Claire Trevor was born Claire Wemlinger on March 8, 1910 in New York City, though she spent much of her childhood in Larchmont, NY. After finishing her initial schooling, Trevor attended Columbia University and the American Academy of Dramatic Arts, making her stage bow in a 1929 production of "The Seagull." She sharpened her skills further by alternating between parts in short films and repertory work in various productions. Trevor first appeared on Broadway in the comedy-melodrama "Whistling in the Dark" (1932-33) and remained on the Great White Way for the less successful "The Party's Over" (1933) before she graduated to features at Fox Film Corporation. For the next few years, Trevor graced B-Westerns and other low-budget, mostly forgotten fare before she was called up for more prominent pictures, like "Dante's Inferno" (1935), where she starred opposite an ascending Spencer Tracy.

However, it was the United Artists gangster saga "Dead End" (1937) that finally gained Trevor notoriety and her performance - that of a prostitute afflicted with syphilis, something that had to be discretely communicated in the film due to then-current Hays Code restrictions - resulted in an Academy Award nomination for Best Supporting Actress. Trevor also found steady work on radio, where she was paired with Warner Bros. powerhouse Edward G. Robinson for the newspaper drama "Big Town" (1937-1952) and stayed for the first three of the show's 15 years on the air. The pair were deemed to be a good fit and reteamed again the following year for the endearingly comic gangster saga "The Amazing Dr. Clitterhouse" (1938). That year, she also married future screenwriter Clark Andrews, the first of her three husbands. The following year, Trevor was cast in the film that would totally change her life and that of her then-unknown leading man.

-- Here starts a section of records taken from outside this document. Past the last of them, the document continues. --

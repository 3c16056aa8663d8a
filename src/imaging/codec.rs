//! Image codec trait and shared types.
//!
//! The [`ImageCodec`] trait defines the three operations the resize pipeline
//! needs: decode bytes into a raster, redraw a raster at a new size, and encode
//! a raster into one of the [`OutputFormat`]s. Reading the raster's size is a
//! fourth, trivial accessor.
//!
//! The production implementation is
//! [`RustCodec`](super::rust_codec::RustCodec), built on the `image` crate.
//! Tests use the recording `MockCodec` in this module, which works on tiny
//! text "images" so pipeline logic can be checked without real pixels.

use super::calculations::TargetSize;
use super::format::OutputFormat;
use thiserror::Error;

#[derive(Error, Debug)]
pub enum CodecError {
    #[error("cannot decode image: {0}")]
    Decode(String),
    #[error("cannot resize image: {0}")]
    Resize(String),
    #[error("cannot encode {format}: {reason}")]
    Encode {
        format: OutputFormat,
        reason: String,
    },
}

/// Intrinsic size of a decoded raster.
#[derive(Debug, Clone, Copy, PartialEq, Eq)]
pub struct Dimensions {
    pub width: u32,
    pub height: u32,
}

impl std::fmt::Display for Dimensions {
    fn fmt(&self, f: &mut std::fmt::Formatter<'_>) -> std::fmt::Result {
        write!(f, "{}x{}", self.width, self.height)
    }
}

/// Capability to decode, resize and encode images.
///
/// Implementations own the raster representation; the pipeline only moves
/// rasters between calls and asks for their size. `Sync` so one codec can
/// serve a rayon pool.
pub trait ImageCodec: Sync {
    type Raster;

    /// Decode encoded image bytes into a raster.
    fn decode(&self, bytes: &[u8]) -> Result<Self::Raster, CodecError>;

    /// Width and height of a decoded raster.
    fn dimensions(&self, raster: &Self::Raster) -> Dimensions;

    /// Redraw `raster` into a canvas of exactly `size`.
    fn resize(&self, raster: Self::Raster, size: TargetSize) -> Result<Self::Raster, CodecError>;

    /// Encode a raster into `format`.
    fn encode(&self, raster: &Self::Raster, format: OutputFormat) -> Result<Vec<u8>, CodecError>;
}
//! Progress events for the resize pipeline.
//!
//! [`ProgressReporter`] is handed to every job. It sends [`ProgressEvent`]s
//! over an `mpsc` channel to whoever prints them (the CLI runs a printer
//! thread, tests drain the receiver).
//!
//! Two kinds of events exist:
//!
//! - **Stage** messages, one before each pipeline step. These are gated by
//!   `verbose`: when it is off, [`ProgressReporter::emit`] returns before the
//!   context is even formatted.
//! - **Batch** events (item finished, source deleted, delete failed). These
//!   are always sent; they carry the per-item result the user must see.
//!
//! Sending never fails from the caller's point of view. A missing sender or a
//! hung-up receiver simply drops the event.

use crate::job::ResizeOutcome;
use std::fmt::Display;
use std::path::PathBuf;
use std::sync::mpsc::Sender;

/// Pipeline step a stage message announces.
#[derive(Debug, Clone, Copy, PartialEq, Eq)]
pub enum Stage {
    FileExists,
    GettingFile,
    LoadingImage,
    CalculatingSize,
    ResizingImage,
    SavingImage,
    Done,
}

#[derive(Debug, Clone, PartialEq)]
pub enum ProgressEvent {
    Stage {
        stage: Stage,
        context: String,
    },
    /// One input went through the pipeline. `index` is its position in the batch.
    ItemFinished {
        index: usize,
        outcome: ResizeOutcome,
    },
    SourceDeleted {
        path: PathBuf,
    },
    DeleteFailed {
        path: PathBuf,
        reason: String,
    },
}

impl ProgressEvent {
    /// Whether the event reports something that went wrong.
    pub fn is_failure(&self) -> bool {
        match self {
            ProgressEvent::ItemFinished { outcome, .. } => !outcome.is_success(),
            ProgressEvent::DeleteFailed { .. } => true,
            ProgressEvent::Stage { .. } | ProgressEvent::SourceDeleted { .. } => false,
        }
    }
}

#[derive(Debug, Clone, Default)]
pub struct ProgressReporter {
    verbose: bool,
    tx: Option<Sender<ProgressEvent>>,
}

impl ProgressReporter {
    pub fn new(verbose: bool, tx: Option<Sender<ProgressEvent>>) -> Self {
        Self { verbose, tx }
    }

    /// A reporter that drops every event.
    pub fn silent() -> Self {
        Self::default()
    }

    pub fn is_verbose(&self) -> bool {
        self.verbose
    }

    /// Announce a pipeline stage. No-op unless verbose.
    pub fn emit(&self, stage: Stage, context: impl Display) {
        if !self.verbose {
            return;
        }
        self.send(ProgressEvent::Stage {
            stage,
            context: context.to_string(),
        });
    }

    pub fn item_finished(&self, index: usize, outcome: &ResizeOutcome) {
        self.send(ProgressEvent::ItemFinished {
            index,
            outcome: outcome.clone(),
        });
    }

    pub fn source_deleted(&self, path: PathBuf) {
        self.send(ProgressEvent::SourceDeleted { path });
    }

    pub fn delete_failed(&self, path: PathBuf, reason: String) {
        self.send(ProgressEvent::DeleteFailed { path, reason });
    }

    fn send(&self, event: ProgressEvent) {
        if let Some(tx) = &self.tx {
            tx.send(event).ok();
        }
    }
}
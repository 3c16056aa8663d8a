//! CLI output formatting.
//!
//! # Output Format
//!
//! ## Verbose stage messages
//!
//! ```text
//! checking if file exists: photos/photo.jpg...
//! getting data for photos/photo.jpg...
//! loading image photos/photo.jpg...
//! calculating target size for photos/photo.jpg...
//! resizing image from 300x200 to 150x100
//! saving image to photos/photo-resized.png...
//! done: photos/photo-resized.png
//! ```
//!
//! ## Per-item results (always shown)
//!
//! ```text
//! write successful to: photos/photo-resized.png
//! error: photos/missing.jpg: file not found          ← stderr
//! photos/photo.jpg was deleted
//! ```
//!
//! ## Batch summary (more than one input)
//!
//! ```text
//! Resized 2 of 3 images (1 failed)
//! Deleted 2 source files
//! ```
//!
//! # Architecture
//!
//! `format_*` functions are pure and return strings for testability; the
//! `print_*` wrappers write to stdout, or stderr for failures.

use crate::batch::BatchReport;
use crate::config::ResizeOptions;
use crate::job::ResizeOutcome;
use crate::progress::{ProgressEvent, Stage};
use serde::Serialize;

/// Render a stage message.
pub fn format_stage(stage: Stage, context: &str) -> String {
    match stage {
        Stage::FileExists => format!("checking if file exists: {context}..."),
        Stage::GettingFile => format!("getting data for {context}..."),
        Stage::LoadingImage => format!("loading image {context}..."),
        Stage::CalculatingSize => format!("calculating target size for {context}..."),
        Stage::ResizingImage => format!("resizing image {context}"),
        Stage::SavingImage => format!("saving image to {context}..."),
        Stage::Done => format!("done: {context}"),
    }
}

/// One line for a finished input.
pub fn format_outcome(outcome: &ResizeOutcome) -> String {
    match outcome {
        ResizeOutcome::Success { written, .. } => {
            format!("write successful to: {}", written.display())
        }
        ResizeOutcome::Failure { input, reason } => {
            format!("error: {}: {}", input.display(), reason)
        }
    }
}

pub fn format_event(event: &ProgressEvent) -> String {
    match event {
        ProgressEvent::Stage { stage, context } => format_stage(*stage, context),
        ProgressEvent::ItemFinished { outcome, .. } => format_outcome(outcome),
        ProgressEvent::SourceDeleted { path } => format!("{} was deleted", path.display()),
        ProgressEvent::DeleteFailed { path, reason } => {
            format!("error: {}: {}", path.display(), reason)
        }
    }
}

/// Print an event; failures go to stderr.
pub fn print_event(event: &ProgressEvent) {
    let line = format_event(event);
    if event.is_failure() {
        eprintln!("{line}");
    } else {
        println!("{line}");
    }
}

/// Totals for a batch. Empty for a single input, whose result line says it all.
pub fn format_summary(report: &BatchReport) -> Vec<String> {
    let total = report.outcomes.len();
    if total <= 1 {
        return Vec::new();
    }

    let mut lines = Vec::new();
    let failed = report.failed();
    if failed == 0 {
        lines.push(format!("Resized {total} images"));
    } else {
        lines.push(format!(
            "Resized {} of {total} images ({failed} failed)",
            report.succeeded()
        ));
    }

    if !report.deletions.is_empty() {
        let deleted = report.deleted();
        let noun = if deleted == 1 { "file" } else { "files" };
        let not_deleted = report.deletions.len() - deleted;
        if not_deleted == 0 {
            lines.push(format!("Deleted {deleted} source {noun}"));
        } else {
            lines.push(format!(
                "Deleted {deleted} source {noun} ({not_deleted} could not be deleted)"
            ));
        }
    }
    lines
}

pub fn print_summary(report: &BatchReport) {
    for line in format_summary(report) {
        println!("{line}");
    }
}

#[derive(Serialize)]
struct ReportFile<'a> {
    version: &'static str,
    options: &'a ResizeOptions,
    succeeded: usize,
    failed: usize,
    #[serde(flatten)]
    report: &'a BatchReport,
}

/// JSON document written by `--report`.
pub fn format_report_json(
    options: &ResizeOptions,
    report: &BatchReport,
) -> serde_json::Result<String> {
    serde_json::to_string_pretty(&ReportFile {
        version: env!("CARGO_PKG_VERSION"),
        options,
        succeeded: report.succeeded(),
        failed: report.failed(),
        report,
    })
}
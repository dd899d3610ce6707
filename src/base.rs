//! Shared functionality for the upload engine.
//!
//! This module provides the work partitioning used to spread reads across
//! concurrent transfer workers, and the statistics collected per upload.

use std::time::{Duration, Instant};

/// Half-open range `[start, end)` of record indices owned by one worker.
#[derive(Debug, Clone, Copy, PartialEq, Eq)]
pub struct WorkerRange {
    /// First record index.
    pub start: usize,
    /// One past the last record index.
    pub end: usize,
}

impl WorkerRange {
    /// Create a new worker range.
    pub fn new(start: usize, end: usize) -> Self {
        Self { start, end }
    }

    /// Number of reads in the range.
    pub fn len(&self) -> usize {
        self.end.saturating_sub(self.start)
    }

    pub fn is_empty(&self) -> bool {
        self.len() == 0
    }
}

/// Split `total_reads` into contiguous ranges, one per worker.
///
/// At most `min(workers, total_reads)` ranges are produced, each holding
/// `ceil(total_reads / workers)` reads except possibly the last. Ranges that
/// would start at or past `total_reads` are omitted rather than returned empty.
pub fn partition_reads(total_reads: usize, workers: usize) -> Vec<WorkerRange> {
    if workers == 0 || total_reads == 0 {
        return Vec::new();
    }

    let workers = workers.min(total_reads);
    let per_worker = total_reads.div_ceil(workers);
    let mut ranges = Vec::with_capacity(workers);

    for worker in 0..workers {
        let start = worker * per_worker;
        if start >= total_reads {
            continue;
        }
        let end = ((worker + 1) * per_worker).min(total_reads);
        ranges.push(WorkerRange::new(start, end));
    }

    ranges
}

/// What a single worker delivered.
#[derive(Debug, Clone, Copy, Default, PartialEq, Eq)]
pub struct WorkerSummary {
    pub reads_sent: usize,
    pub batches_sent: usize,
    /// Times the server asked this worker to wait.
    pub backpressure_waits: u32,
    /// Failed attempts that were retried successfully.
    pub failed_attempts: u32,
}

/// Upload statistics aggregated over all workers.
#[derive(Debug, Clone)]
pub struct TransferStats {
    pub reads_sent: usize,
    pub batches_sent: usize,
    pub backpressure_waits: u32,
    pub failed_attempts: u32,
    pub workers_failed: usize,
    /// Start time of the upload.
    pub start_time: Instant,
    /// End time of the upload.
    pub end_time: Option<Instant>,
}

impl Default for TransferStats {
    fn default() -> Self {
        Self::new()
    }
}

impl TransferStats {
    /// Create a new statistics tracker starting now.
    pub fn new() -> Self {
        Self {
            reads_sent: 0,
            batches_sent: 0,
            backpressure_waits: 0,
            failed_attempts: 0,
            workers_failed: 0,
            start_time: Instant::now(),
            end_time: None,
        }
    }

    /// Fold in the summary of a worker that finished its range.
    pub fn record_worker(&mut self, summary: &WorkerSummary) {
        self.reads_sent += summary.reads_sent;
        self.batches_sent += summary.batches_sent;
        self.backpressure_waits += summary.backpressure_waits;
        self.failed_attempts += summary.failed_attempts;
    }

    /// Record a worker that gave up.
    pub fn record_failure(&mut self) {
        self.workers_failed += 1;
    }

    /// Mark the upload as complete.
    pub fn finish(&mut self) {
        self.end_time = Some(Instant::now());
    }

    /// Get the duration of the upload.
    pub fn duration(&self) -> Option<Duration> {
        Some(self.end_time?.duration_since(self.start_time))
    }

    /// Get the throughput in reads per second.
    pub fn reads_per_second(&self) -> Option<f64> {
        let duration = self.duration()?.as_secs_f64();
        if duration > 0.0 {
            Some(self.reads_sent as f64 / duration)
        } else {
            None
        }
    }
}
//! Sender for the read upload.
//!
//! The sender partitions the reads across workers, runs all workers
//! concurrently on the tokio runtime and waits until every one of them has
//! settled. A failing worker does not stop its siblings.

mod worker;

use crate::base::{partition_reads, TransferStats, WorkerRange};
use crate::client::FilterService;
use crate::error::UploadError;
use crate::fastq::ReadFile;
use crate::progress::EventSender;
use crate::protocol::ContextId;
use std::sync::Arc;
use tokio::task::JoinSet;
use tokio_util::sync::CancellationToken;
use tracing::{error, info};

pub use worker::{TransferWorker, WorkerState};

/// Outcome of running all workers for one context.
#[derive(Debug)]
pub struct SendReport {
    pub stats: TransferStats,
    /// Workers that gave up, by worker id.
    pub failures: Vec<(usize, UploadError)>,
}

impl SendReport {
    pub fn all_delivered(&self) -> bool {
        self.failures.is_empty()
    }
}

/// Runs transfer workers for one upload context.
pub struct Sender {
    service: Arc<dyn FilterService>,
    events: EventSender,
    cancel: CancellationToken,
    workers: usize,
    package_size: usize,
    max_attempts: u32,
}

impl Sender {
    pub fn new(
        service: Arc<dyn FilterService>,
        events: EventSender,
        cancel: CancellationToken,
        workers: usize,
        package_size: usize,
        max_attempts: u32,
    ) -> Self {
        Self {
            service,
            events,
            cancel,
            workers,
            package_size,
            max_attempts,
        }
    }

    /// Send all `read_count` reads of `files` to `context`.
    ///
    /// Returns once every worker has either finished its range or given up.
    pub async fn send_all(
        &self,
        files: Arc<Vec<ReadFile>>,
        read_count: usize,
        context: Arc<ContextId>,
    ) -> SendReport {
        let ranges = partition_reads(read_count, self.workers);
        info!(
            reads = read_count,
            workers = ranges.len(),
            reads_per_worker = ranges.first().map(WorkerRange::len).unwrap_or(0),
            "Starting transfer workers"
        );

        let mut tasks = JoinSet::new();
        for (worker_id, range) in ranges.into_iter().enumerate() {
            let worker = TransferWorker {
                worker_id,
                range,
                files: Arc::clone(&files),
                context: Arc::clone(&context),
                service: Arc::clone(&self.service),
                events: self.events.clone(),
                cancel: self.cancel.clone(),
                package_size: self.package_size,
                max_attempts: self.max_attempts,
            };
            tasks.spawn(async move { (worker_id, worker.run().await) });
        }

        // Join barrier: drain every task, successful or not.
        let mut stats = TransferStats::new();
        let mut failures = Vec::new();
        while let Some(joined) = tasks.join_next().await {
            match joined {
                Ok((_, Ok(summary))) => stats.record_worker(&summary),
                Ok((worker_id, Err(e))) => {
                    error!(worker_id, error = %e, "Transfer worker failed");
                    stats.record_failure();
                    failures.push((worker_id, e));
                }
                Err(e) => {
                    error!(error = ?e, "Transfer worker panicked");
                    stats.record_failure();
                    failures.push((
                        usize::MAX,
                        UploadError::ProtocolError(format!("Transfer worker panicked: {:?}", e)),
                    ));
                }
            }
        }
        failures.sort_by_key(|(worker_id, _)| *worker_id);
        stats.finish();

        SendReport { stats, failures }
    }
}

John Ford's Western classic "Stagecoach" (1939) was regularly cited as the critical assignment for John Wayne that initiated his rapid ascension from poverty row cowboy to A-list star. However, it also made a star out of Trevor, who played Dallas, the proverbial hooker with a heart of gold, one of the passengers The Ringo Kid (Wayne) was charged with defending from marauding Indians. While it followed the well-worn clichés of the genre, "Stagecoach" was put together with considerable skill by Ford and impeccably cast. With the career boost she received from "Dead End," Trevor was among the best paid performers on the film, earning $15,000 - five times what Wayne was paid. With the success of "Stagecoach," Trevor was quickly cast in further Westerns, including two more John Wayne vehicles, "Allegheny Uprising" (1939) and "Dark Command" (1940), by which time the pay disparity between the two performers had likely moved in the other direction.

Beginning with her supporting part in "Crossroads" (1942), Trevor also appeared in the sort of mystery-thrillers for which she would be fondly remembered by film buffs. She was a femme fatale who sought her father's killer in "Johnny Angel" (1945) and the patient girlfriend of amnesia victim Pat O'Brien in "Crack-Up" (1946). While fine in those assignments, Trevor was really on fire when cast as noir heroines who were either innately bad or just unable to resist their impulses. She was a killer in "Street of Chance" (1942), a young and dangerous gold-digger in the Raymond Chandler adaptation of "Murder, My Sweet" (1944), a divorcée who succumbed to the animal magnetism of psychopath Lawrence Tierney in "Born to Kill" (1947), and a gangster moll who aided her ex-con boyfriend in "Raw Deal" (1948). Trevor also provided the mood setting narration for the latter picture, one of the most strikingly photographed thrillers of the 1940s.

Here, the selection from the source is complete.